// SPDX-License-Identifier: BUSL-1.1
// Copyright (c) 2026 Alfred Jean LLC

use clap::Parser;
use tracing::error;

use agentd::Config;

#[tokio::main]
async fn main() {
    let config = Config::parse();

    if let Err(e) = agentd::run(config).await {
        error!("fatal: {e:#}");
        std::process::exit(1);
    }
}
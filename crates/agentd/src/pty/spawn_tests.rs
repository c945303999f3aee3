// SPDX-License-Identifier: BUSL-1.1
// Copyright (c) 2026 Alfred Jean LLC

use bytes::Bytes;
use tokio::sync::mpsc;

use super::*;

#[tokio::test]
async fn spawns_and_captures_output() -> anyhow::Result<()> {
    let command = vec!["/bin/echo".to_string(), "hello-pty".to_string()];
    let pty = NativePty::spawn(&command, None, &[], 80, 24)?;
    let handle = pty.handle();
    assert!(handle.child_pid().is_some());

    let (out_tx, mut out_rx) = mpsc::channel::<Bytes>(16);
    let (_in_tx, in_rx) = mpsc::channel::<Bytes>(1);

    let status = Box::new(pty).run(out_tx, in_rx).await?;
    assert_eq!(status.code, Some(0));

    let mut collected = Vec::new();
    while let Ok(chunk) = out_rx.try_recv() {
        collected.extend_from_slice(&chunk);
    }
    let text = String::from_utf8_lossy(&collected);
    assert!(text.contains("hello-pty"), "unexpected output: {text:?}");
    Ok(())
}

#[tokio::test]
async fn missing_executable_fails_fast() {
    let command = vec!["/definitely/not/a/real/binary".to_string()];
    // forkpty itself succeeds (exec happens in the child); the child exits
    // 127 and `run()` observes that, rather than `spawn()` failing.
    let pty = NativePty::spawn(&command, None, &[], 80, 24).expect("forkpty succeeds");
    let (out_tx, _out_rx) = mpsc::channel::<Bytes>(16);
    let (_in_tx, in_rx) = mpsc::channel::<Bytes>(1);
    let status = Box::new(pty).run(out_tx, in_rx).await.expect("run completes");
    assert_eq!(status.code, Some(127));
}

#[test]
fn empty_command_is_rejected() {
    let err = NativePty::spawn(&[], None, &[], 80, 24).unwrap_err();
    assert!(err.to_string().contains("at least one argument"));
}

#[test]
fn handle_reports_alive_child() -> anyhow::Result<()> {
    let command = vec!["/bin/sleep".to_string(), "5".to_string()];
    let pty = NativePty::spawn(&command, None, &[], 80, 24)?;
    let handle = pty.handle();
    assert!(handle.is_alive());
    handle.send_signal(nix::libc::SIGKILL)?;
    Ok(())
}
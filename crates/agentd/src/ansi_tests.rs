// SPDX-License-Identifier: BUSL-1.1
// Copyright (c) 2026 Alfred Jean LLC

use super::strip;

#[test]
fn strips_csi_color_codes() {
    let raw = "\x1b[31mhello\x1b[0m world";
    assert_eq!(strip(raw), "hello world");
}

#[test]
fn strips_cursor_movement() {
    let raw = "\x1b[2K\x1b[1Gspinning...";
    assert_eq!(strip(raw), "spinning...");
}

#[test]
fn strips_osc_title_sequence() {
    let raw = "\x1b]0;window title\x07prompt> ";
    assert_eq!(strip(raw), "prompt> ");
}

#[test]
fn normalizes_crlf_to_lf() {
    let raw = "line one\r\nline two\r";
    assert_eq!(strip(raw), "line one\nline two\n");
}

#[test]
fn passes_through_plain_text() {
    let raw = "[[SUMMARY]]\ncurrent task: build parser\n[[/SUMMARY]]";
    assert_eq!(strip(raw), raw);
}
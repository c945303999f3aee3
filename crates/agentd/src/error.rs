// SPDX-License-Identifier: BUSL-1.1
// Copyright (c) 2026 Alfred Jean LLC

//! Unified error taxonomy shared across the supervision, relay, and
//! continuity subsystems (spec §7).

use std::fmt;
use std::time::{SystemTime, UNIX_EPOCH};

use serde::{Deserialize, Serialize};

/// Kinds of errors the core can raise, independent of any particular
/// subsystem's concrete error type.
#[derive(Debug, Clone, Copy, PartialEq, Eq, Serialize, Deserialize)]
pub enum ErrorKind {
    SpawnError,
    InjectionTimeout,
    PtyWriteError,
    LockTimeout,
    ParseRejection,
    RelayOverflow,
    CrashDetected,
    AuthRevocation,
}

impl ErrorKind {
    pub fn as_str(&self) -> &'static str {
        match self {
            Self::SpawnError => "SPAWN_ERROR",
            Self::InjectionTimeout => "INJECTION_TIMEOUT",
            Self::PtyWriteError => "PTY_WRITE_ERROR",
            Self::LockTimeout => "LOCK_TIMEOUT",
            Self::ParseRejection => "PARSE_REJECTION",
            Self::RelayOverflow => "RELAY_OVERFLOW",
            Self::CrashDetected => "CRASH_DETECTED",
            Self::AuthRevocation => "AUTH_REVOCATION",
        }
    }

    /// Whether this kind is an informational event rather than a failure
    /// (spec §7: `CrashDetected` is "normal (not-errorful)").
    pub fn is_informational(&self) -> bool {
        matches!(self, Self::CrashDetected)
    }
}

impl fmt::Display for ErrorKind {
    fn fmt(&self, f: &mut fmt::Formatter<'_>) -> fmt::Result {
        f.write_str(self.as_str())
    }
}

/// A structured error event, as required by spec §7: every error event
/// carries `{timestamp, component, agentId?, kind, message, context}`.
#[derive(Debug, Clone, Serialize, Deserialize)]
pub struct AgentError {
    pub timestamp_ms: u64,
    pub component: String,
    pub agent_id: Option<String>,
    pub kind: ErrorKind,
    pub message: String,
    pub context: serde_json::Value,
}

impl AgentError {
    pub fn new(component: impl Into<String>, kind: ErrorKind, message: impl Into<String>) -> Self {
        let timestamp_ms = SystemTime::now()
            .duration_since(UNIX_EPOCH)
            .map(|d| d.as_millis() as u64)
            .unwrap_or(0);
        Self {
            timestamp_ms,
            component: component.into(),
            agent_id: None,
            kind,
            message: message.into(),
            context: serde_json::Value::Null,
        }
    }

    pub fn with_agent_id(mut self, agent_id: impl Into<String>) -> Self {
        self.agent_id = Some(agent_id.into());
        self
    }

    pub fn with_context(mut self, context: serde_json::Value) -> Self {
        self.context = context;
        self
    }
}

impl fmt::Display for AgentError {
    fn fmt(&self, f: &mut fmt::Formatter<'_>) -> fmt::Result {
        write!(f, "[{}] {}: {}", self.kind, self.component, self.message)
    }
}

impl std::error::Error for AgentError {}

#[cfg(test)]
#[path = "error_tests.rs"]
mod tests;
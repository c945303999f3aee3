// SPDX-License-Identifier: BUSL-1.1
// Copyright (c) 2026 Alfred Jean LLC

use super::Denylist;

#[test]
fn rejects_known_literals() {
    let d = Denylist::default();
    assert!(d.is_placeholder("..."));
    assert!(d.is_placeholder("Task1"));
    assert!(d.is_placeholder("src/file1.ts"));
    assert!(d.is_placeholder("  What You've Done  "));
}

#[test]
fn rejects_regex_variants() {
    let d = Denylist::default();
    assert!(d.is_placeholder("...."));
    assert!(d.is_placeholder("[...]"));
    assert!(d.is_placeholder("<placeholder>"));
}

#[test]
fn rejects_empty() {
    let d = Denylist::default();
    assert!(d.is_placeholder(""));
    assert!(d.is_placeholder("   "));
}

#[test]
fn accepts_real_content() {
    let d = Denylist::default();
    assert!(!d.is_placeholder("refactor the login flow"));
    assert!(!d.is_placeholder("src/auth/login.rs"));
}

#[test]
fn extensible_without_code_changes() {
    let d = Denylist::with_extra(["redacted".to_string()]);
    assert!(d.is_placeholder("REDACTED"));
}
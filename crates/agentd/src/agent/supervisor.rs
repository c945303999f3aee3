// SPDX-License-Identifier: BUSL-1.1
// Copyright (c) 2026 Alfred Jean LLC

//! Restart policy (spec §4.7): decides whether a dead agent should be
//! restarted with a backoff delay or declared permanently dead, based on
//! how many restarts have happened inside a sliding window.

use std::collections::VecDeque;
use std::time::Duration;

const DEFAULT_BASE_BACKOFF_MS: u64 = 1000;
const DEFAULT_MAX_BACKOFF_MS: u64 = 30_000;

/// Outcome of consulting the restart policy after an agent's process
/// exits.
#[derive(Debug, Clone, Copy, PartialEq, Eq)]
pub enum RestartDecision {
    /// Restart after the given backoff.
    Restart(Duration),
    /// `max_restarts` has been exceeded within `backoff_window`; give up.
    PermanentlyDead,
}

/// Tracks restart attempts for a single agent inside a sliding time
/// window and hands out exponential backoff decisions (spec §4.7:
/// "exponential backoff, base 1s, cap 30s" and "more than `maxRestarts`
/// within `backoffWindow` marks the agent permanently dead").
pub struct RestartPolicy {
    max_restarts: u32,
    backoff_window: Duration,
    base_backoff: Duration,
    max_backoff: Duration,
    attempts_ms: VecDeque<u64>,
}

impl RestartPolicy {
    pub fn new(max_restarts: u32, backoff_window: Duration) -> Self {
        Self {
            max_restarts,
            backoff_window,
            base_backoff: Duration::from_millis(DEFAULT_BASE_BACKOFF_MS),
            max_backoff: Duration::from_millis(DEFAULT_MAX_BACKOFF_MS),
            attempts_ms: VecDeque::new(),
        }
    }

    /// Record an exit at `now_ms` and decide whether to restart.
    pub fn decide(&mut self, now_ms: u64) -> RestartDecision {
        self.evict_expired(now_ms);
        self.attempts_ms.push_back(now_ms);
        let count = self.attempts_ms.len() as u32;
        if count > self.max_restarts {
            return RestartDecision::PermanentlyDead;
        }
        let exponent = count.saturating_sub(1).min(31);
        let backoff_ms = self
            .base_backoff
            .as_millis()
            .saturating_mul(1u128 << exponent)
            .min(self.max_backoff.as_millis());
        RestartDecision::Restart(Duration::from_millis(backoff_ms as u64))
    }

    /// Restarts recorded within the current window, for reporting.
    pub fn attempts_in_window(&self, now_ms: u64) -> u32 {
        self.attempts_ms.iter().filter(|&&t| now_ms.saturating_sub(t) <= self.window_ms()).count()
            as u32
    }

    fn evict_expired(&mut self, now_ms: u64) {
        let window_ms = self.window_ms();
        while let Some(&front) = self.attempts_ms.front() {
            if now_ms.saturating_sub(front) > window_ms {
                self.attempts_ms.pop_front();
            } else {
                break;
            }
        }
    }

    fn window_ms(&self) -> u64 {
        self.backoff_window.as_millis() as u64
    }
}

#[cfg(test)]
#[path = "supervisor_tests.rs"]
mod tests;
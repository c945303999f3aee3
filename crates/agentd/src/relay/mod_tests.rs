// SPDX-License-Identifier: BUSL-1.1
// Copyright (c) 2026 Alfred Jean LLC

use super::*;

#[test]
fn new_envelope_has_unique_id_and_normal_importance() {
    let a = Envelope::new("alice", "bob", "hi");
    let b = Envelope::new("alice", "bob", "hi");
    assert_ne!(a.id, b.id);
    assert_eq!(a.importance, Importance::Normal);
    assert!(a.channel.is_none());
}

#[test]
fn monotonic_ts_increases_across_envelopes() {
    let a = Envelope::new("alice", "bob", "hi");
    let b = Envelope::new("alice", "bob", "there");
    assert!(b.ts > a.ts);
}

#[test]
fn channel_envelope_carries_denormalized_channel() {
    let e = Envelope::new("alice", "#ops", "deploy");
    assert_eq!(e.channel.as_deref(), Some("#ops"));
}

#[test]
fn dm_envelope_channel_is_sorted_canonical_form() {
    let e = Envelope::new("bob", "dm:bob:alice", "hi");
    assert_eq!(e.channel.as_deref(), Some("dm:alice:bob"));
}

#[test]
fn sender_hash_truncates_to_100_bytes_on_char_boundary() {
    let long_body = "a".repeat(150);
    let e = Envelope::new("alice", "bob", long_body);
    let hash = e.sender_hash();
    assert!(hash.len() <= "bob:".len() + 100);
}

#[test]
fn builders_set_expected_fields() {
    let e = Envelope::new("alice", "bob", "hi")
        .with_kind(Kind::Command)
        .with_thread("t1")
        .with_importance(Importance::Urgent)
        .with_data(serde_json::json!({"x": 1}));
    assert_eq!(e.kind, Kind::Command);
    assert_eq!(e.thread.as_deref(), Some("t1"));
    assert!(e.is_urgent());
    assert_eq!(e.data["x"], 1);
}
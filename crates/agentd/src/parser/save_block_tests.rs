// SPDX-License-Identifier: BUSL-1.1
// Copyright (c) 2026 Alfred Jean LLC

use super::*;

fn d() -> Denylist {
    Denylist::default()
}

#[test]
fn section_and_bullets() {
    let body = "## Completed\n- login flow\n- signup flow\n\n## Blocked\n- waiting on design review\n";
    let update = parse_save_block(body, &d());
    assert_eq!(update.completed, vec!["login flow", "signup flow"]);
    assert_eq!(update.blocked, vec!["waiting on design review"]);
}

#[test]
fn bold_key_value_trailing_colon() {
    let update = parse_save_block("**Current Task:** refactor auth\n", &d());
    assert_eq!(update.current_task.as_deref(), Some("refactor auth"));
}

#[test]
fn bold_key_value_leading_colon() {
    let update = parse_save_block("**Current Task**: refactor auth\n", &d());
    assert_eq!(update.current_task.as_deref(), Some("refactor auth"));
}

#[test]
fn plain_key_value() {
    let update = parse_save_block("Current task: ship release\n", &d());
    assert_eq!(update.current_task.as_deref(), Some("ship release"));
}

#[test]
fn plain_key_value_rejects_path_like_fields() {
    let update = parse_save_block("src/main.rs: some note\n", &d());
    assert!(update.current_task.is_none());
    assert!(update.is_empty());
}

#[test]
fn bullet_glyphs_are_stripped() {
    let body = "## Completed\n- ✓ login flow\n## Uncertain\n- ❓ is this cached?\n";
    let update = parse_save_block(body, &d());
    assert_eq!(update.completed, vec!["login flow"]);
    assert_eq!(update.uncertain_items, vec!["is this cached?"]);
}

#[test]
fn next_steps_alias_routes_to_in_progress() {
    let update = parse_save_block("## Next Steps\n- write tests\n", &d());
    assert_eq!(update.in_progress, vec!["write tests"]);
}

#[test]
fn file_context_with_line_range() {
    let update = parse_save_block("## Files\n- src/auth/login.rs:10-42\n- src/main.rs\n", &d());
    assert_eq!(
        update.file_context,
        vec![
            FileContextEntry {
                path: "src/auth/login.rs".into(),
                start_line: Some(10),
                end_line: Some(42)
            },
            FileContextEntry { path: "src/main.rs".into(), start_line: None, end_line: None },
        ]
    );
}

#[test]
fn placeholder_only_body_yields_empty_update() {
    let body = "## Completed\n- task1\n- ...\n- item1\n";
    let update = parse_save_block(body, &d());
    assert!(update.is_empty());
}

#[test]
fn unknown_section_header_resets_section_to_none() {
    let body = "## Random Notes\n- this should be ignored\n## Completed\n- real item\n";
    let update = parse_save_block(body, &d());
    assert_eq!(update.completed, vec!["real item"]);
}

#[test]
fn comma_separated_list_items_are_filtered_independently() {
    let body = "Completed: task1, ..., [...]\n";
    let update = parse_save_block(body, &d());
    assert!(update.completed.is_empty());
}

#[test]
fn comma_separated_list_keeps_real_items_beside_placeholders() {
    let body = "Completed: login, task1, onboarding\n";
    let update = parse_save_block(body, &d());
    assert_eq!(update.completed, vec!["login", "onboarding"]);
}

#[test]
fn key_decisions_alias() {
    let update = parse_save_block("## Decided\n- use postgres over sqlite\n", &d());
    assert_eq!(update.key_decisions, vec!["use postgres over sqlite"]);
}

◆ ◆ ◆

Show me all lines in the records that contain "agentd".

use agentd::Config;
    if let Err(e) = agentd::run(config).await {
filename crates/agentd/src/pty/spawn_tests.rs
filename crates/agentd/src/ansi_tests.rs
filename crates/agentd/src/error.rs
filename crates/agentd/src/agent/supervisor.rs
filename crates/agentd/src/relay/mod_tests.rs
filename crates/agentd/src/parser/save_block_tests.rs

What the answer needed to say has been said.